Input records

"""

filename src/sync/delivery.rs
// src/sync/delivery.rs

use chrono::Utc;
use serde::Serialize;
use serde_json::Value;

use crate::config::SyncSettings;
use crate::error::{AppError, AppResult};
use crate::models::DeviceNotification;
use crate::storage::Database;

/// 通知投递协议（轮询式）
///
/// poll 本身就是投递动作：被返回的行立即翻转 delivered，之后无论
/// 客户端是否确认都不再重发——至少一次而非恰好一次。确认(ack)只是
/// 观测记录，用于排查投递延迟，不影响任何下游状态。
#[derive(Clone)]
pub struct NotificationDelivery {
    db: Database,
    settings: SyncSettings,
}

#[derive(Debug, Serialize)]
pub struct PollResult {
    pub events: Vec<DeviceNotification>,
    pub has_more: bool,
    pub next_check_ts: i64,
}

impl NotificationDelivery {
    pub fn new(db: Database, settings: SyncSettings) -> Self {
        Self { db, settings }
    }

    fn validate_ids(user_id: &str, device_id: &str) -> AppResult<()> {
        if user_id.trim().is_empty() {
            return Err(AppError::ValidationError("user_id is required".to_string()));
        }
        if device_id.trim().is_empty() {
            return Err(AppError::ValidationError("device_id is required".to_string()));
        }
        Ok(())
    }

    /// 记录一条跨设备事件，等待其余设备的轮询带走
    pub async fn record_event(
        &self,
        user_id: &str,
        source_device: &str,
        event_type: &str,
        event_data: Option<Value>,
    ) -> AppResult<i64> {
        self.record_event_at(
            user_id,
            source_device,
            event_type,
            event_data,
            Utc::now().timestamp_millis(),
        )
        .await
    }

    async fn record_event_at(
        &self,
        user_id: &str,
        source_device: &str,
        event_type: &str,
        event_data: Option<Value>,
        created_ms: i64,
    ) -> AppResult<i64> {
        Self::validate_ids(user_id, source_device)?;
        if event_type.trim().is_empty() {
            return Err(AppError::ValidationError("event_type is required".to_string()));
        }

        let data_json = event_data.map(|d| serde_json::to_string(&d).unwrap_or_default());
        self.db
            .record_notification(user_id, source_device, event_type, data_json, created_ms)
            .await
    }

    /// 轮询：窗口内、未投递、非本设备产生的通知，最多一页（20 条），
    /// 按 created_at 升序。返回的行随即标记已投递。
    pub async fn poll(
        &self,
        user_id: &str,
        device_id: &str,
        last_check_ms: Option<i64>,
    ) -> AppResult<PollResult> {
        Self::validate_ids(user_id, device_id)?;

        // 游标取在读之前：与本次轮询竞争的写入会落进下一个窗口
        let now_ms = Utc::now().timestamp_millis();
        let since_ms = last_check_ms
            .unwrap_or(now_ms - self.settings.first_poll_lookback_secs * 1000);
        let page_size = self.settings.poll_page_size;

        let mut events = self
            .db
            .fetch_undelivered(user_id, device_id, since_ms, page_size)
            .await?;

        if !events.is_empty() {
            let ids: Vec<i64> = events.iter().map(|e| e.id).collect();
            self.db.mark_delivered(&ids, now_ms).await?;
            for event in &mut events {
                event.delivered = true;
                event.delivered_at.get_or_insert(now_ms);
            }
        }

        // 满页说明后面可能还有积压，客户端应立即续拉而不是等下个周期
        let has_more = events.len() as i64 == page_size;

        Ok(PollResult {
            events,
            has_more,
            next_check_ts: now_ms,
        })
    }

    /// 客户端确认；返回命中的通知条数
    pub async fn acknowledge(&self, event_ids: &[i64]) -> AppResult<u64> {
        if event_ids.is_empty() {
            return Ok(0);
        }
        self.db
            .acknowledge_notifications(event_ids, Utc::now().timestamp_millis())
            .await
    }
}

#[cfg(test)]
mod tests {
    use super::*;
    use crate::test_utils::TestEnv;
    use serde_json::json;
    use std::collections::HashSet;

    #[tokio::test]
    async fn test_no_self_delivery() {
        let env = TestEnv::new().await;

        env.delivery
            .record_event("user-1", "dev-a", "doc_opened", Some(json!({"doc": 7})))
            .await
            .unwrap();

        // 事件源设备自己永远轮询不到
        let own = env.delivery.poll("user-1", "dev-a", Some(0)).await.unwrap();
        assert!(own.events.is_empty());

        // 别的设备能拿到
        let other = env.delivery.poll("user-1", "dev-b", Some(0)).await.unwrap();
        assert_eq!(other.events.len(), 1);
        assert_eq!(other.events[0].event_type, "doc_opened");
        assert_eq!(other.events[0].source_device, "dev-a");
        assert!(other.events[0].delivered);
    }

    #[tokio::test]
    async fn test_delivered_flag_sticks_without_ack() {
        let env = TestEnv::new().await;

        env.delivery
            .record_event("user-1", "dev-a", "state_changed", None)
            .await
            .unwrap();

        let first = env.delivery.poll("user-1", "dev-b", Some(0)).await.unwrap();
        assert_eq!(first.events.len(), 1);

        // 同一窗口再轮询也为空：投递过就不再重发，与是否确认无关
        let second = env.delivery.poll("user-1", "dev-b", Some(0)).await.unwrap();
        assert!(second.events.is_empty());
        assert!(!second.has_more);
    }

    #[tokio::test]
    async fn test_pagination_drains_45_as_20_20_5() {
        let env = TestEnv::new().await;

        for i in 0..45 {
            env.delivery
                .record_event("user-1", "dev-a", "evt", Some(json!({"seq": i})))
                .await
                .unwrap();
        }

        let mut seen = HashSet::new();
        let mut page_sizes = Vec::new();
        let mut has_more_flags = Vec::new();

        for _ in 0..3 {
            let page = env.delivery.poll("user-1", "dev-b", Some(0)).await.unwrap();
            page_sizes.push(page.events.len());
            has_more_flags.push(page.has_more);
            for event in &page.events {
                assert!(seen.insert(event.id), "duplicate delivery of {}", event.id);
            }
        }

        assert_eq!(page_sizes, vec![20, 20, 5]);
        assert_eq!(has_more_flags, vec![true, true, false]);
        assert_eq!(seen.len(), 45);
    }

    #[tokio::test]
    async fn test_events_ordered_ascending_within_page() {
        let env = TestEnv::new().await;

        for i in 0..5 {
            env.delivery
                .record_event("user-1", "dev-a", "evt", Some(json!({"seq": i})))
                .await
                .unwrap();
        }

        let page = env.delivery.poll("user-1", "dev-b", Some(0)).await.unwrap();
        assert!(page
            .events
            .windows(2)
            .all(|w| (w[0].created_at, w[0].id) <= (w[1].created_at, w[1].id)));
    }

    #[tokio::test]
    async fn test_first_poll_lookback_window() {
        let env = TestEnv::new().await;
        let now_ms = Utc::now().timestamp_millis();

        // 一条 60 秒前的旧事件，一条刚发生的
        env.delivery
            .record_event_at("user-1", "dev-a", "old", None, now_ms - 60_000)
            .await
            .unwrap();
        env.delivery
            .record_event_at("user-1", "dev-a", "fresh", None, now_ms - 1_000)
            .await
            .unwrap();

        // 不带 last_check 的首次轮询只回看 30 秒
        let page = env.delivery.poll("user-1", "dev-b", None).await.unwrap();
        assert_eq!(page.events.len(), 1);
        assert_eq!(page.events[0].event_type, "fresh");

        // 显式给出更早的游标就能拿到旧事件
        let page = env
            .delivery
            .poll("user-1", "dev-b", Some(now_ms - 120_000))
            .await
            .unwrap();
        assert_eq!(page.events.len(), 1);
        assert_eq!(page.events[0].event_type, "old");
    }

    #[tokio::test]
    async fn test_acknowledge_is_observational_and_idempotent() {
        let env = TestEnv::new().await;

        let id = env
            .delivery
            .record_event("user-1", "dev-a", "evt", None)
            .await
            .unwrap();
        env.delivery.poll("user-1", "dev-b", Some(0)).await.unwrap();

        let count = env.delivery.acknowledge(&[id, 9999]).await.unwrap();
        assert_eq!(count, 1);

        let first_ack = env.db.get_notification(id).await.unwrap().unwrap();
        assert!(first_ack.acknowledged);

        // 重复确认保留首次时间戳
        env.delivery.acknowledge(&[id]).await.unwrap();
        let second_ack = env.db.get_notification(id).await.unwrap().unwrap();
        assert_eq!(second_ack.acknowledged_at, first_ack.acknowledged_at);

        assert_eq!(env.delivery.acknowledge(&[]).await.unwrap(), 0);
    }

    #[tokio::test]
    async fn test_end_to_end_handoff_scenario() {
        let env = TestEnv::new().await;
        let t0 = Utc::now().timestamp_millis();

        // 设备 A 心跳后产生一个事件
        env.registry.heartbeat("user-1", "dev-a", None).await.unwrap();
        env.delivery
            .record_event("user-1", "dev-a", "chat_message", Some(json!({"text": "hi"})))
            .await
            .unwrap();

        // 设备 B 以 t0 为游标轮询，必须带回该事件且无积压
        let page = env.delivery.poll("user-1", "dev-b", Some(t0)).await.unwrap();
        assert_eq!(page.events.len(), 1);
        assert_eq!(page.events[0].event_type, "chat_message");
        assert!(!page.has_more);

        // 紧接着的第二次轮询对同一窗口必须为空
        let again = env.delivery.poll("user-1", "dev-b", Some(t0)).await.unwrap();
        assert!(again.events.is_empty());
    }

    #[tokio::test]
    async fn test_notifications_scoped_per_user() {
        let env = TestEnv::new().await;

        env.delivery
            .record_event("user-1", "dev-a", "evt", None)
            .await
            .unwrap();

        let other = env.delivery.poll("user-2", "dev-b", Some(0)).await.unwrap();
        assert!(other.events.is_empty());
    }
}
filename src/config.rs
// src/config.rs

use serde::Deserialize;
use std::sync::Arc;

#[derive(Debug, Clone, Deserialize)]
pub struct Config {
    pub server: ServerConfig,
    pub database: DatabaseConfig,
    pub sync: SyncSettings,
}

#[derive(Debug, Clone, Deserialize)]
pub struct ServerConfig {
    pub host: String,
    pub port: u16,
}

#[derive(Debug, Clone, Deserialize)]
pub struct DatabaseConfig {
    pub path: String,
    pub max_connections: u32,
}

/// 连续性协议的固定参数
///
/// 300 秒活跃窗口容忍正常的心跳抖动；首次轮询回看 30 秒；
/// 每次轮询最多投递 20 条通知，超出由 has_more 驱动客户端立即续拉。
#[derive(Debug, Clone, Deserialize)]
pub struct SyncSettings {
    pub liveness_window_secs: i64,
    pub poll_page_size: i64,
    pub first_poll_lookback_secs: i64,
}

impl Config {
    pub fn load() -> anyhow::Result<Arc<Self>> {
        dotenvy::dotenv().ok();

        let config = config::Config::builder()
            .add_source(config::File::with_name("config/default").required(false))
            .add_source(config::File::with_name("config/local").required(false))
            .add_source(config::Environment::with_prefix("CSYNC"))
            .build()?;

        let config: Config = config.try_deserialize()?;
        Ok(Arc::new(config))
    }
}

impl Default for Config {
    fn default() -> Self {
        Self {
            server: ServerConfig {
                host: "0.0.0.0".to_string(),
                port: 8080,
            },
            database: DatabaseConfig {
                path: "csync.db".to_string(),
                max_connections: 10,
            },
            sync: SyncSettings::default(),
        }
    }
}

impl Default for SyncSettings {
    fn default() -> Self {
        Self {
            liveness_window_secs: 300,
            poll_page_size: 20,
            first_poll_lookback_secs: 30,
        }
    }
}
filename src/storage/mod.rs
pub mod database;

pub use database::Database;
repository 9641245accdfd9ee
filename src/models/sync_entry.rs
// src/models/sync_entry.rs

use chrono::{DateTime, Utc};
use serde::{Deserialize, Serialize};
use sqlx::FromRow;

#[derive(Debug, Clone, Copy, Serialize, Deserialize, PartialEq, Eq)]
#[serde(rename_all = "lowercase")]
pub enum SyncStatus {
    Pending,
    Completed,
}

impl std::fmt::Display for SyncStatus {
    fn fmt(&self, f: &mut std::fmt::Formatter<'_>) -> std::fmt::Result {
        match self {
            SyncStatus::Pending => write!(f, "pending"),
            SyncStatus::Completed => write!(f, "completed"),
        }
    }
}

impl std::str::FromStr for SyncStatus {
    type Err = String;

    fn from_str(s: &str) -> Result<Self, Self::Err> {
        match s.to_lowercase().as_str() {
            "pending" => Ok(SyncStatus::Pending),
            "completed" => Ok(SyncStatus::Completed),
            _ => Err(format!("Unknown sync status: {}", s)),
        }
    }
}

/// 数据库行结构
#[derive(Debug, Clone, FromRow)]
pub struct SyncQueueEntryRow {
    pub id: i64,
    pub user_id: String,
    pub from_device_id: String,
    pub to_device_id: Option<String>, // NULL 表示广播给该用户的其余设备
    pub payload: String,              // JSON string
    pub status: String,
    pub created_at: String,
    pub completed_at: Option<String>,
}

/// 业务对象
#[derive(Debug, Clone, Serialize, Deserialize)]
pub struct SyncQueueEntry {
    pub id: i64,
    pub user_id: String,
    pub from_device_id: String,
    pub to_device_id: Option<String>,
    pub payload: serde_json::Value,
    pub status: SyncStatus,
    pub created_at: DateTime<Utc>,
    pub completed_at: Option<DateTime<Utc>>,
}

impl From<SyncQueueEntryRow> for SyncQueueEntry {
    fn from(row: SyncQueueEntryRow) -> Self {
        Self {
            id: row.id,
            user_id: row.user_id,
            from_device_id: row.from_device_id,
            to_device_id: row.to_device_id,
            payload: serde_json::from_str(&row.payload).unwrap_or(serde_json::Value::Null),
            status: row.status.parse().unwrap_or(SyncStatus::Pending),
            created_at: super::parse_ts(&row.created_at),
            completed_at: row.completed_at.as_deref().map(super::parse_ts),
        }
    }
}
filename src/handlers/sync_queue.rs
// src/handlers/sync_queue.rs

use axum::extract::{Path, Query, State};
use axum::http::StatusCode;
use axum::Json;
use serde::{Deserialize, Serialize};
use serde_json::Value;

use crate::error::AppResult;
use crate::metrics::MetricsRecorder;
use crate::models::SyncQueueEntry;

use super::AppState;

#[derive(Debug, Deserialize)]
pub struct QueueSyncRequest {
    pub user_id: String,
    pub from_device_id: String,
    /// 省略即广播给该用户的其余设备
    pub to_device_id: Option<String>,
    pub payload: Value,
}

#[derive(Debug, Serialize)]
pub struct QueueSyncResponse {
    pub sync_id: i64,
}

pub async fn queue_sync(
    State(state): State<AppState>,
    Json(req): Json<QueueSyncRequest>,
) -> AppResult<(StatusCode, Json<QueueSyncResponse>)> {
    let sync_id = state
        .queue
        .queue_sync(
            &req.user_id,
            &req.from_device_id,
            req.payload,
            req.to_device_id.as_deref(),
        )
        .await?;
    MetricsRecorder::record_queue_op("queue");

    Ok((StatusCode::CREATED, Json(QueueSyncResponse { sync_id })))
}

#[derive(Debug, Deserialize)]
pub struct PendingSyncsQuery {
    pub user_id: String,
    pub device_id: String,
}

pub async fn get_pending_syncs(
    State(state): State<AppState>,
    Query(query): Query<PendingSyncsQuery>,
) -> AppResult<Json<Vec<SyncQueueEntry>>> {
    let entries = state
        .queue
        .pending_syncs(&query.user_id, &query.device_id)
        .await?;
    Ok(Json(entries))
}

pub async fn complete_sync(
    State(state): State<AppState>,
    Path(sync_id): Path<i64>,
) -> AppResult<StatusCode> {
    state.queue.complete_sync(sync_id).await?;
    MetricsRecorder::record_queue_op("complete");
    Ok(StatusCode::NO_CONTENT)
}
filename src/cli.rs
// src/cli.rs

use clap::{Parser, Subcommand};

use crate::sync::DeviceRegistry;

#[derive(Parser)]
#[command(name = "csync-server")]
#[command(about = "Cross-device continuity sync server and management CLI", long_about = None)]
pub struct Cli {
    #[command(subcommand)]
    pub command: Option<Commands>,
}

#[derive(Subcommand)]
pub enum Commands {
    /// 启动同步服务器 (默认)
    Server,

    /// 设备管理命令
    #[command(subcommand)]
    Device(DeviceCommands),
}

#[derive(Subcommand)]
pub enum DeviceCommands {
    /// 列出某用户的设备及活跃状态
    List {
        /// 用户 ID
        #[arg(short, long)]
        user_id: String,
    },
}

pub struct CliHandler {
    registry: DeviceRegistry,
}

impl CliHandler {
    pub fn new(registry: DeviceRegistry) -> Self {
        Self { registry }
    }

    pub async fn handle_device_command(&self, cmd: DeviceCommands) -> anyhow::Result<()> {
        match cmd {
            DeviceCommands::List { user_id } => {
                let devices = self.registry.get_devices(&user_id).await?;

                if devices.is_empty() {
                    println!("用户 '{}' 没有任何设备", user_id);
                    return Ok(());
                }

                println!(
                    "{:<28} {:<9} {:<20} {:<34} 状态",
                    "设备ID", "类型", "名称", "最后心跳"
                );
                for d in devices {
                    println!(
                        "{:<28} {:<9} {:<20} {:<34} {}",
                        d.device_id,
                        d.device_type.to_string(),
                        d.device_name.as_deref().unwrap_or("-"),
                        d.last_heartbeat.to_rfc3339(),
                        if d.is_active { "在线" } else { "离线" }
                    );
                }
            }
        }
        Ok(())
    }
}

"""

Select every line of the records holding the string "true".

                event.delivered = true;
        assert_eq!(has_more_flags, vec![true, true, false]);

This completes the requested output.